Submitted by:	Wojciech A. Koszek
2005-12-28 15:18:18 +00:00
Robert Watson
5bb84bc84b Normalize a significant number of kernel malloc type names:
- Prefer '_' to ' ', as it results in more easily parsed results in
  memory monitoring tools such as vmstat.

- Remove punctuation that is incompatible with using memory type names
  as file names, such as '/' characters.

- Disambiguate some collisions by adding subsystem prefixes to some
  memory types.

- Generally prefer lower case to upper case.

- If the same type is defined in multiple architecture directories,
  attempt to use the same name in additional cases.

Not all instances were caught in this change, so more work is required to
finish this conversion.  Similar changes are required for UMA zone names.
2005-10-31 15:41:29 +00:00
Poul-Henning Kamp
947fc8de03 Make sure that the worker thread knows the type early enough to
grab Giant for vnode backing.

Found by:	pho & tegge
2005-10-06 19:47:04 +00:00
Poul-Henning Kamp
9b00ca1961 Fix configuration locking in MD.
Remove  md_mtx.

Remove GIANT from the mdctl device driver and avoid DROP_GIANT,
PICKUP_GIANT and geom events since we can call into GEOM directly
now.

Pick up Giant around vn_close().

Apply an exclusive sx around mdctls ioctl and preloading to protect
lists etc..

Don't initialize our lock (md_mtx or md_sx) from a
SYSINIT when there is a perfectly good pair of _fini/_init
functions to do it from.

Prune any final fractional sector from the mediasize to
keep GEOM happy.

Cleanups:

Unify MDIOVERSION check in (x)mdctlioctl()

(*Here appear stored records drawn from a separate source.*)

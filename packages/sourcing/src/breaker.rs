//! Per-source circuit breaking and error classification.
//!
//! Each source carries a closed → open → half-open state machine. Five
//! consecutive failures open the circuit; after a cooldown exactly one
//! trial request is allowed through. The trial's success closes the
//! circuit, its failure re-opens it and restarts the cooldown clock.
//!
//! Failure counts are cleared only by a success, never by request or
//! budget boundaries. A source that kept failing ten minutes ago is still
//! suspect now; letting counts persist is what keeps a degraded source
//! avoided across a session.
//!
//! The classifier buckets error text for observability only; no bucket
//! changes breaker transitions.

use std::collections::HashMap;
use std::sync::Mutex;
use std::time::{Duration, Instant};
use tracing::{debug, info, warn};

use crate::error::ErrorKind;

/// Breaker tuning.
#[derive(Debug, Clone)]
pub struct BreakerConfig {
    /// Consecutive failures before the circuit opens.
    pub failure_threshold: u32,

    /// How long an open circuit rejects before allowing a trial.
    pub cooldown: Duration,
}

impl Default for BreakerConfig {
    fn default() -> Self {
        Self {
            failure_threshold: 5,
            cooldown: Duration::from_secs(60),
        }
    }
}

/// Circuit position for one source.
#[derive(Debug, Clone, Copy, PartialEq, Eq)]
pub enum CircuitState {
    /// Requests flow normally.
    Closed,
    /// Requests are skipped until the cooldown elapses.
    Open,
    /// One trial request is in flight.
    HalfOpen,
}

#[derive(Debug)]
struct SourceBreaker {
    state: CircuitState,
    failure_count: u32,
    last_failure: Option<Instant>,
    trial_started: Option<Instant>,
}

impl SourceBreaker {
    fn new() -> Self {
        Self {
            state: CircuitState::Closed,
            failure_count: 0,
            last_failure: None,
            trial_started: None,
        }
    }
}

/// Process-wide registry of per-source breakers.
///
/// Shared by `Arc` across concurrent searches; the interior map is mutex
/// guarded so failure increments from simultaneous requests never race.
#[derive(Debug)]
pub struct CircuitBreakerRegistry {
    config: BreakerConfig,
    sources: Mutex<HashMap<String, SourceBreaker>>,
}

impl Default for CircuitBreakerRegistry {
    fn default() -> Self {
        Self::new()
    }
}

impl CircuitBreakerRegistry {
    pub fn new() -> Self {
        Self::with_config(BreakerConfig::default())
    }

    pub fn with_config(config: BreakerConfig) -> Self {
        Self {
            config,
            sources: Mutex::new(HashMap::new()),
        }
    }

    /// Whether a request may be routed to this source right now.
    ///
    /// An open circuit whose cooldown has elapsed flips to half-open and
    /// answers `true` exactly once; the next answer depends on how the
    /// trial is recorded.
    pub fn can_execute(&self, source: &str) -> bool {
        let mut sources = self.sources.lock().unwrap();
        let breaker = sources
            .entry(source.to_string())
            .or_insert_with(SourceBreaker::new);

        match breaker.state {
            CircuitState::Closed => true,
            CircuitState::HalfOpen => {
                // A trial whose outcome was never reported (the request
                // was dropped before dispatch) counts as lost after one
                // cooldown; a fresh trial is allowed.
                let stale = breaker
                    .trial_started
                    .map(|at| at.elapsed() >= self.config.cooldown)
                    .unwrap_or(true);
                if stale {
                    info!(source, "previous trial never reported, allowing another");
                    breaker.trial_started = Some(Instant::now());
                    true
                } else {
                    false
                }
            }
            CircuitState::Open => {
                let cooled = breaker
                    .last_failure
                    .map(|at| at.elapsed() >= self.config.cooldown)
                    .unwrap_or(true);
                if cooled {
                    info!(source, "circuit half-open, allowing trial request");
                    breaker.state = CircuitState::HalfOpen;
                    breaker.trial_started = Some(Instant::now());
                    true
                } else {
                    false
                }
            }
        }
    }

    /// Record a successful call: the circuit closes and counters clear.
    pub fn record_success(&self, source: &str) {
        let mut sources = self.sources.lock().unwrap();
        let breaker = sources
            .entry(source.to_string())
            .or_insert_with(SourceBreaker::new);

        if breaker.state != CircuitState::Closed {
            info!(source, "circuit closed after successful call");
        }
        breaker.state = CircuitState::Closed;
        breaker.failure_count = 0;
        breaker.last_failure = None;
        breaker.trial_started = None;
    }

    /// Record a failed call.
    ///
    /// A failed half-open trial re-opens immediately and restarts the
    /// cooldown; a closed circuit opens once the threshold is reached.
    pub fn record_failure(&self, source: &str) {
        let mut sources = self.sources.lock().unwrap();
        let breaker = sources
            .entry(source.to_string())
            .or_insert_with(SourceBreaker::new);

        breaker.failure_count += 1;
        breaker.last_failure = Some(Instant::now());

        match breaker.state {
            CircuitState::HalfOpen => {
                warn!(source, "trial request failed, circuit re-opened");
                breaker.state = CircuitState::Open;
                breaker.trial_started = None;
            }
            CircuitState::Closed if breaker.failure_count >= self.config.failure_threshold => {
                warn!(
                    source,
                    failures = breaker.failure_count,
                    "failure threshold reached, circuit opened"
                );
                breaker.state = CircuitState::Open;
            }
            _ => {
                debug!(
                    source,
                    failures = breaker.failure_count,
                    "failure recorded"
                );
            }
        }
    }

    /// Current circuit position for a source.
    pub fn state(&self, source: &str) -> CircuitState {
        self.sources
            .lock()
            .unwrap()
            .get(source)
            .map(|b| b.state)
            .unwrap_or(CircuitState::Closed)
    }

    /// Accumulated consecutive failures for a source.
    pub fn failure_count(&self, source: &str) -> u32 {
        self.sources
            .lock()
            .unwrap()
            .get(source)
            .map(|b| b.failure_count)
            .unwrap_or(0)
    }
}

/// Bucket an error message for observability.
///
/// Works purely from message content so it applies equally to typed
/// errors and to the stringified failures carried by task results.
pub fn classify_error(message: &str) -> ErrorKind {
    let m = message.to_ascii_lowercase();
    if m.contains("timed out") || m.contains("timeout") {
        ErrorKind::Timeout
    } else if m.contains("rate limit") || m.contains("too many requests") || m.contains("429") {
        ErrorKind::RateLimit
    } else if m.contains("authentication")
        || m.contains("unauthorized")
        || m.contains("forbidden")
        || m.contains("api key")
        || m.contains("401")
        || m.contains("403")
    {
        ErrorKind::Authentication
    } else if m.contains("network")
        || m.contains("connection")
        || m.contains("connect")
        || m.contains("dns")
        || m.contains("unreachable")
    {
        ErrorKind::Network
    } else {
        ErrorKind::Unknown
    }
}

#[cfg(test)]
mod tests {
    use super::*;

    fn fast_registry() -> CircuitBreakerRegistry {
        CircuitBreakerRegistry::with_config(BreakerConfig {
            failure_threshold: 3,
            cooldown: Duration::from_millis(50),
        })
    }

    #[test]
    fn test_closed_until_threshold() {
        let registry = fast_registry();
        registry.record_failure("github");
        registry.record_failure("github");
        assert!(registry.can_execute("github"));
        assert_eq!(registry.state("github"), CircuitState::Closed);

        registry.record_failure("github");
        assert_eq!(registry.state("github"), CircuitState::Open);
        assert!(!registry.can_execute("github"));
    }

    #[test]
    fn test_half_open_allows_exactly_one_trial() {
        let registry = fast_registry();
        for _ in 0..3 {
            registry.record_failure("github");
        }
        assert!(!registry.can_execute("github"));

        std::thread::sleep(Duration::from_millis(60));

        assert!(registry.can_execute("github"));
        // Trial outstanding: nothing else gets through.
        assert!(!registry.can_execute("github"));
    }

    #[test]
    fn test_trial_success_closes_and_resets() {
        let registry = fast_registry();
        for _ in 0..3 {
            registry.record_failure("github");
        }
        std::thread::sleep(Duration::from_millis(60));
        assert!(registry.can_execute("github"));

        registry.record_success("github");
        assert_eq!(registry.state("github"), CircuitState::Closed);
        assert_eq!(registry.failure_count("github"), 0);
        assert!(registry.can_execute("github"));
    }

    #[test]
    fn test_trial_failure_reopens_with_fresh_cooldown() {
        let registry = fast_registry();
        for _ in 0..3 {
            registry.record_failure("github");
        }
        std::thread::sleep(Duration::from_millis(60));
        assert!(registry.can_execute("github"));

        registry.record_failure("github");
        assert_eq!(registry.state("github"), CircuitState::Open);
        assert!(!registry.can_execute("github"));

        std::thread::sleep(Duration::from_millis(60));
        assert!(registry.can_execute("github"));
    }

    #[test]
    fn test_failures_persist_until_success() {
        let registry = fast_registry();
        registry.record_failure("linkedin");
        registry.record_failure("linkedin");
        // No boundary clears the count; only success does.
        assert_eq!(registry.failure_count("linkedin"), 2);
        registry.record_success("linkedin");
        assert_eq!(registry.failure_count("linkedin"), 0);
    }

    #[test]
    fn test_sources_are_independent() {
        let registry = fast_registry();
        for _ in 0..3 {
            registry.record_failure("github");
        }
        assert!(!registry.can_execute("github"));
        assert!(registry.can_execute("stackoverflow"));
    }

    #[test]
    fn test_classification() {
        assert_eq!(classify_error("timed out after 5000ms"), ErrorKind::Timeout);
        assert_eq!(classify_error("HTTP 429 Too Many Requests"), ErrorKind::RateLimit);
        assert_eq!(classify_error("401 unauthorized"), ErrorKind::Authentication);
        assert_eq!(classify_error("invalid api key"), ErrorKind::Authentication);
        assert_eq!(classify_error("connection refused"), ErrorKind::Network);
        assert_eq!(classify_error("something odd happened"), ErrorKind::Unknown);
    }
}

Add pointer to start() routine to softc to eliminate a switch{}

Inline guts of mddetach().

Always pass error pointer to mdnew(), simplify implementation.
2005-09-19 06:55:27 +00:00
Poul-Henning Kamp
9fbea3e365 Do not destroy the queue mutex until the thread is done with it. 2005-09-11 12:35:32 +00:00
Pawel Jakub Dawidek
7ee3c044d0 - Add md_mtx lock to protect ID number and list of devices.
- Always check mdnew() return value, as even in !autounit case
  kthread_create() can fail.

Those two changes fix serval panics provked by simple stress test.

Tested by:	Kris The BugMagnet
MFC after:	3 days
2005-08-31 19:45:11 +00:00
Christian S.J. Peron
8677689134 Ensure that file flags such as schg, sappnd (and others) are honored
by md(4). Before this change, it was possible to by-pass these flags
by creating memory disks which used a file as a backing store and
writing to the device.

This was discussed by the security team, and although this is problematic,
it was decided that it was not critical as we never guarantee that root will
be restricted.

This change implements the following behavior changes:

-If the user specifies the readonly flag, unset write operations before
 opening the file. If the FWRITE mask is unset, the device will be
 created with the MD_READONLY mask set. (readonly)
-Add a check in g_md_access which checks to see if the MD_READONLY mask
 is set, if so return EROFS
-Do not gracefully downgrade access modes without telling the user. Instead
 make the user specify their intentions for the device (assuming the file is
 read only). This seems like the more correct way to handle things.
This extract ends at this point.